Coucher de soleil sur la rivière Matapédia, face au terrain de camping d’Amqui © Jean-Paul Quimper, Le monde en images, CCDMD.

La Complainte de Fournier est inspirée d’un événement tragique, survenu il y a bien longtemps, dans la région de la Matapédia. Le Fournier de la complainte s’appelait Frédéric Fournier. Il était un arpenteur âgé de 22 ans, natif de Saint-Jean-Port-Joli. Il était l’une des personnes chargées de planifier le tracé du chemin Kempt et d’en surveiller la construction. On avait entrepris les travaux l’année précédente. Il était prévu en 1831 de continuer le tronçon partant du Lac Matapédia jusqu’à Ristigouche.

Fin mai 1831, Frédéric Fournier et ses compagnons de voyage se rendirent au Lac Matapédia. Des Micmacs devaient les approvisionner en vivres. Or, on les attendit en vain. Devant impérativement se rendre à Restigouche, les hommes construisirent un radeau pour traverser le lac et la rivière Matapédia.

Tout alla bien jusqu’au «Ruisseau sauvage», qui coule à mi-distance à peu près, entre Amqui et Lac-Au-Saumon. Mais à cet endroit, le cours de la rivière est très rapide, surtout dans les grandes eaux du printemps. Les liens qui retenaient les pièces du radeau construit à la hâte durent se rompre, ou bien l’embarcation elle-même chavira dans les rapides. Toujours est-il que les quatre malheureux plongèrent dans les flots. Trois d’entre eux furent assez heureux pour se cramponner aux branches du rivage et se sauver de la mort.

Source: Joseph-Désiré Michaud Notes historiques sur la Vallée de la Matapédia, p. 49

Et le quatrième passager du radeau, Frédéric Fournier, fut emporté par les flots. C’était le 6 juin 1831.

Fournier retrouvé

Quelques mois plus tard, des Amérindiens trouvèrent le cadavre de Frédéric Fournier dans la rivière Matapédia, près d’une montagne. Il portait une bague avec les inscriptions F. F. ce qui permit de l’identifier. Ne pouvant lui enlever cette bague, on lui aurait coupé la main que l’on l’aurait amenée au curé de Rimouski, Thomas-Ferruce Picquart dit Destroismaisons. En attendant que la famille du défunt vienne réclamer sa dépouille, on enterra Fournier près de l’endroit où on l’avait découvert.

Or, la famille Fournier ne réussit pas à rapatrier le corps à Saint-Jean-Port-Joli. Ce qui donna lieu à une légende peut-être vraie, qui sait?.
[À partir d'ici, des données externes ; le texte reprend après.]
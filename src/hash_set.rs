use core::fmt::Debug;
use core::hash::BuildHasher;
use core::hash::Hash;

use crate::DefaultHashBuilder;
use crate::hash_table::DEFAULT_BIT_SIZE;
use crate::hash_table::Entry as TableEntry;
use crate::hash_table::Error;
use crate::hash_table::HashTable;

/// A hash set implemented over the chaining [`HashTable`].
///
/// `HashSet<T, S>` stores values of type `T` where `T` implements
/// `Hash + Eq` and uses a configurable hasher builder `S` to hash values.
/// The element itself is the table's stored value; no separate key/value
/// split exists for set semantics.
///
/// Mutating operations report their outcome: [`put`] of an element that is
/// already present returns [`Error::AlreadyExists`] without changing the
/// set, and [`remove`] of an absent element returns [`Error::NotFound`].
///
/// The bucket count is fixed at construction (`2^bit_size`, default 16
/// buckets) and only changes through an explicit [`rehash`]. Lookups stay
/// correct at any load factor; chains just get longer.
///
/// [`put`]: HashSet::put
/// [`remove`]: HashSet::remove
/// [`rehash`]: HashSet::rehash
#[derive(Clone)]
pub struct HashSet<T, S = DefaultHashBuilder> {
    table: HashTable<T>,
    hash_builder: S,
}

impl<T, S> PartialEq for HashSet<T, S>
where
    T: Hash + Eq,
    S: BuildHasher,
{
    fn eq(&self, other: &Self) -> bool {
        if self.len() != other.len() {
            return false;
        }
        self.iter().all(|v| other.contains(v))
    }
}

impl<T, S> Eq for HashSet<T, S>
where
    T: Hash + Eq,
    S: BuildHasher,
{
}

impl<T, S> Debug for HashSet<T, S>
where
    T: Debug + Hash + Eq,
    S: BuildHasher,
{
    fn fmt(&self, f: &mut core::fmt::Formatter<'_>) -> core::fmt::Result {
        f.debug_set().entries(self.iter()).finish()
    }
}

impl<T, S> HashSet<T, S>
where
    T: Hash + Eq,
    S: BuildHasher,
{
    /// Creates a new hash set with the given hasher builder and the
    /// default bucket count.
    ///
    /// # Examples
    ///
    /// ```rust
    /// # #[cfg(feature = "std")]
    /// # {
    /// use std::collections::hash_map::RandomState;
    ///
    /// use chain_hash::HashSet;
    ///
    /// let set: HashSet<i32, _> = HashSet::with_hasher(RandomState::new());
    /// assert!(set.is_empty());
    /// # }
    /// ```
    pub fn with_hasher(hash_builder: S) -> Self {
        Self::with_bit_size_and_hasher(DEFAULT_BIT_SIZE, hash_builder)
    }

    /// Creates a new hash set with `2^bit_size` buckets and the given
    /// hasher builder.
    pub fn with_bit_size_and_hasher(bit_size: u8, hash_builder: S) -> Self {
        Self {
            table: HashTable::with_bit_size(bit_size),
            hash_builder,
        }
    }

    /// Returns the number of elements in the set.
    ///
    /// # Examples
    ///
    /// ```rust
    /// # #[cfg(any(feature = "std", feature = "foldhash"))]
    /// # {
    /// use chain_hash::HashSet;
    ///
    /// let mut set: HashSet<i32> = HashSet::new();
    /// assert_eq!(set.len(), 0);
    /// set.put(1).unwrap();
    /// assert_eq!(set.len(), 1);
    /// # }
    /// ```
    pub fn len(&self) -> usize {
        self.table.len()
    }

    /// Returns `true` if the set contains no elements.
    pub fn is_empty(&self) -> bool {
        self.table.is_empty()
    }

    /// Returns the number of buckets in the underlying table.
    pub fn bucket_count(&self) -> usize {
        self.table.bucket_count()
    }

    /// Returns the exponent of the bucket count, i.e.
    /// `bucket_count() == 1 << bit_size()`.
    pub fn bit_size(&self) -> u8 {
        self.table.bit_size()
    }

    /// Removes all elements from the set.
    ///
    /// This operation preserves the set's bucket array and entry storage,
    /// so refilling after a `clear` does not reallocate.
    ///
    /// # Examples
    ///
    /// ```rust
    /// # #[cfg(any(feature = "std", feature = "foldhash"))]
    /// # {
    /// use chain_hash::HashSet;
    ///
    /// let mut set: HashSet<i32> = HashSet::new();
    /// set.put(1).unwrap();
    /// assert!(!set.is_empty());
    /// set.clear();
    /// assert!(set.is_empty());
    /// # }
    /// ```
    pub fn clear(&mut self) {
        self.table.clear();
    }

    /// Re-buckets the set into `2^bit_size` buckets.
    ///
    /// The set never resizes on its own; this is the explicit growth
    /// operation for callers whose population has outgrown the bucket
    /// count chosen at construction.
    ///
    /// # Examples
    ///
    /// ```rust
    /// # #[cfg(any(feature = "std", feature = "foldhash"))]
    /// # {
    /// use chain_hash::HashSet;
    ///
    /// let mut set: HashSet<i32> = HashSet::with_bit_size(2);
    /// for i in 0..100 {
    ///     set.put(i).unwrap();
    /// }
    ///
    /// set.rehash(7);
    /// assert_eq!(set.bucket_count(), 128);
    /// assert_eq!(set.len(), 100);
    /// assert!(set.contains(&42));
    /// # }
    /// ```
    pub fn rehash(&mut self, bit_size: u8) {
        self.table.rehash(bit_size);
    }

    /// Adds a value to the set.
    ///
    /// Returns `Ok(())` if the value was inserted, or
    /// [`Error::AlreadyExists`] if an equal value is already present; in
    /// that case the set is unchanged and the given value is dropped.
    ///
    /// # Examples
    ///
    /// ```rust
    /// # #[cfg(any(feature = "std", feature = "foldhash"))]
    /// # {
    /// use chain_hash::Error;
    /// use chain_hash::HashSet;
    ///
    /// let mut set: HashSet<i32> = HashSet::new();
    /// assert_eq!(set.put(37), Ok(()));
    /// assert_eq!(set.put(37), Err(Error::AlreadyExists));
    /// assert_eq!(set.len(), 1);
    /// # }
    /// ```
    pub fn put(&mut self, value: T) -> Result<(), Error> {
        let hash = self.hash_builder.hash_one(&value);
        match self.table.entry(hash, |v| v == &value) {
            TableEntry::Occupied(_) => Err(Error::AlreadyExists),
            TableEntry::Vacant(entry) => {
                entry.insert(value);
                Ok(())
            }
        }
    }

    /// Returns `true` if the set contains a value.
    ///
    /// # Examples
    ///
    /// ```rust
    /// # #[cfg(any(feature = "std", feature = "foldhash"))]
    /// # {
    /// use chain_hash::HashSet;
    ///
    /// let mut set: HashSet<i32> = HashSet::new();
    /// set.put(1).unwrap();
    /// assert!(set.contains(&1));
    /// assert!(!set.contains(&2));
    /// # }
    /// ```
    pub fn contains(&self, value: &T) -> bool {
        let hash = self.hash_builder.hash_one(value);
        self.table.find(hash, |v| v == value).is_some()
    }

    /// Removes a value from the set.
    ///
    /// Returns `Ok(())` if the value was present, or [`Error::NotFound`]
    /// if it was not; in that case the set is unchanged.
    ///
    /// # Examples
    ///
    /// ```rust
    /// # #[cfg(any(feature = "std", feature = "foldhash"))]
    /// # {
    /// use chain_hash::Error;
    /// use chain_hash::HashSet;
    ///
    /// let mut set: HashSet<i32> = HashSet::new();
    /// set.put(1).unwrap();
    /// assert_eq!(set.remove(&1), Ok(()));
    /// assert_eq!(set.remove(&1), Err(Error::NotFound));
    /// # }
    /// ```
    pub fn remove(&mut self, value: &T) -> Result<(), Error> {
        let hash = self.hash_builder.hash_one(value);
        self.table
            .remove(hash, |v| v == value)
            .map(|_| ())
            .ok_or(Error::NotFound)
    }

    /// Removes and returns the value in the set, if any, that is equal to
    /// the given one.
    ///
    /// # Examples
    ///
    /// ```rust
    /// # #[cfg(any(feature = "std", feature = "foldhash"))]
    /// # {
    /// use chain_hash::HashSet;
    ///
    /// let mut set: HashSet<i32> = HashSet::new();
    /// set.put(1).unwrap();
    /// assert_eq!(set.take(&1), Some(1));
    /// assert_eq!(set.take(&1), None);
    /// # }
    /// ```
    pub fn take(&mut self, value: &T) -> Option<T> {
        let hash = self.hash_builder.hash_one(value);
        self.table.remove(hash, |v| v == value)
    }

    /// Returns a reference to the value in the set, if any, that is equal
    /// to the given value.
    pub fn get(&self, value: &T) -> Option<&T> {
        let hash = self.hash_builder.hash_one(value);
        self.table.find(hash, |v| v == value)
    }

    /// Returns an iterator over the values of the set.
    ///
    /// Buckets are visited left to right and chains front to back; each
    /// live value is visited exactly once.
    ///
    /// # Examples
    ///
    /// ```rust
    /// # #[cfg(any(feature = "std", feature = "foldhash"))]
    /// # {
    /// use chain_hash::HashSet;
    ///
    /// let mut set: HashSet<i32> = HashSet::new();
    /// set.put(1).unwrap();
    /// set.put(2).unwrap();
    ///
    /// assert_eq!(set.iter().count(), 2);
    /// # }
    /// ```
    pub fn iter(&self) -> Iter<'_, T> {
        Iter {
            inner: self.table.iter(),
        }
    }

    /// Returns an iterator that removes and yields all values from the
    /// set.
    ///
    /// After calling `drain()`, the set will be empty, even if the
    /// iterator is dropped before exhaustion.
    pub fn drain(&mut self) -> Drain<'_, T> {
        Drain {
            inner: self.table.drain(),
        }
    }
}

impl<T, S> HashSet<T, S>
where
    T: Hash + Eq,
    S: BuildHasher + Default,
{
    /// Creates a new hash set using the default hasher builder and the
    /// default bucket count (16 buckets).
    ///
    /// # Examples
    ///
    /// ```rust
    /// # #[cfg(any(feature = "std", feature = "foldhash"))]
    /// # {
    /// use chain_hash::HashSet;
    ///
    /// let set: HashSet<i32> = HashSet::new();
    /// assert!(set.is_empty());
    /// # }
    /// ```
    pub fn new() -> Self {
        Self::with_hasher(S::default())
    }

    /// Creates a new hash set with `2^bit_size` buckets using the default
    /// hasher builder.
    ///
    /// # Examples
    ///
    /// ```rust
    /// # #[cfg(any(feature = "std", feature = "foldhash"))]
    /// # {
    /// use chain_hash::HashSet;
    ///
    /// let set: HashSet<i32> = HashSet::with_bit_size(8);
    /// assert_eq!(set.bucket_count(), 256);
    /// # }
    /// ```
    pub fn with_bit_size(bit_size: u8) -> Self {
        Self::with_bit_size_and_hasher(bit_size, S::default())
    }
}

impl<T, S> Default for HashSet<T, S>
where
    T: Hash + Eq,
    S: BuildHasher + Default,
{
    fn default() -> Self {
        Self::new()
    }
}

/// An iterator over the values of a `HashSet`.
pub struct Iter<'a, T> {
    inner: crate::hash_table::Iter<'a, T>,
}

impl<'a, T> Iterator for Iter<'a, T> {
    type Item = &'a T;

    fn next(&mut self) -> Option<Self::Item> {
        self.inner.next()
    }
}

/// A draining iterator over the values of a `HashSet`.
pub struct Drain<'a, T> {
    inner: crate::hash_table::Drain<'a, T>,
}

impl<T> Iterator for Drain<'_, T> {
    type Item = T;

    fn next(&mut self) -> Option<Self::Item> {
        self.inner.next()
    }
}

/// A consuming iterator over the values of a `HashSet`.
pub struct IntoIter<T> {
    inner: crate::hash_table::IntoIter<T>,
}

impl<T> Iterator for IntoIter<T> {
    type Item = T;

    fn next(&mut self) -> Option<Self::Item> {
        self.inner.next()
    }
}

impl<T, S> IntoIterator for HashSet<T, S>
where
    T: Hash + Eq,
    S: BuildHasher,
{
    type IntoIter = IntoIter<T>;
    type Item = T;

    fn into_iter(self) -> Self::IntoIter {
        IntoIter {
            inner: self.table.into_iter(),
        }
    }
}

impl<'a, T, S> IntoIterator for &'a HashSet<T, S>
where
    T: Hash + Eq,
    S: BuildHasher,
{
    type IntoIter = Iter<'a, T>;
    type Item = &'a T;

    fn into_iter(self) -> Self::IntoIter {
        self.iter()
    }
}

impl<T, S> FromIterator<T> for HashSet<T, S>
where
    T: Hash + Eq,
    S: BuildHasher + Default,
{
    fn from_iter<I: IntoIterator<Item = T>>(iter: I) -> Self {
        let mut set = HashSet::new();
        for value in iter {
            let _ = set.put(value);
        }
        set
    }
}

impl<T, S> Extend<T> for HashSet<T, S>
where
    T: Hash + Eq,
    S: BuildHasher,
{
    fn extend<I: IntoIterator<Item = T>>(&mut self, iter: I) {
        for value in iter {
            let _ = self.put(value);
        }
    }
}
Quelques années plus tard, quand la route du chemin Kempt fut terminée, les parents du jeune arpenteur seraient venus exhumer son corps de sa première sépulture et auraient tenté de la transporter dans le cimetière de sa paroisse natale. Le cadavre retiré de sa fosse, fut placé dans une voiture attelée de deux chevaux. Quand il fut temps de partir, on commande les bêtes, mais elles refusèrent d’obéir. On eut beau les fouetter, les fouetter encore, elles ne voulurent pas avancer d’un seul pas… On comprit, dit la légende, que la montagne à Fournier avait adopté le pauvre jeune homme et qu’elle ne voulait plus le laisser aller… On tenta cependant une autre expérience. Le cadavre fut placé dans un canot conduit par deux Indiens, qui essayèrent de remonter le cours de la rivière Matapédia. Mais les deux Indiens eurent beau faire ployer leurs avirons sous le poids de leur corps, le canot refusa d’avancer… On n’insista pas davantage et l’on remit le cadavre dans la fosse.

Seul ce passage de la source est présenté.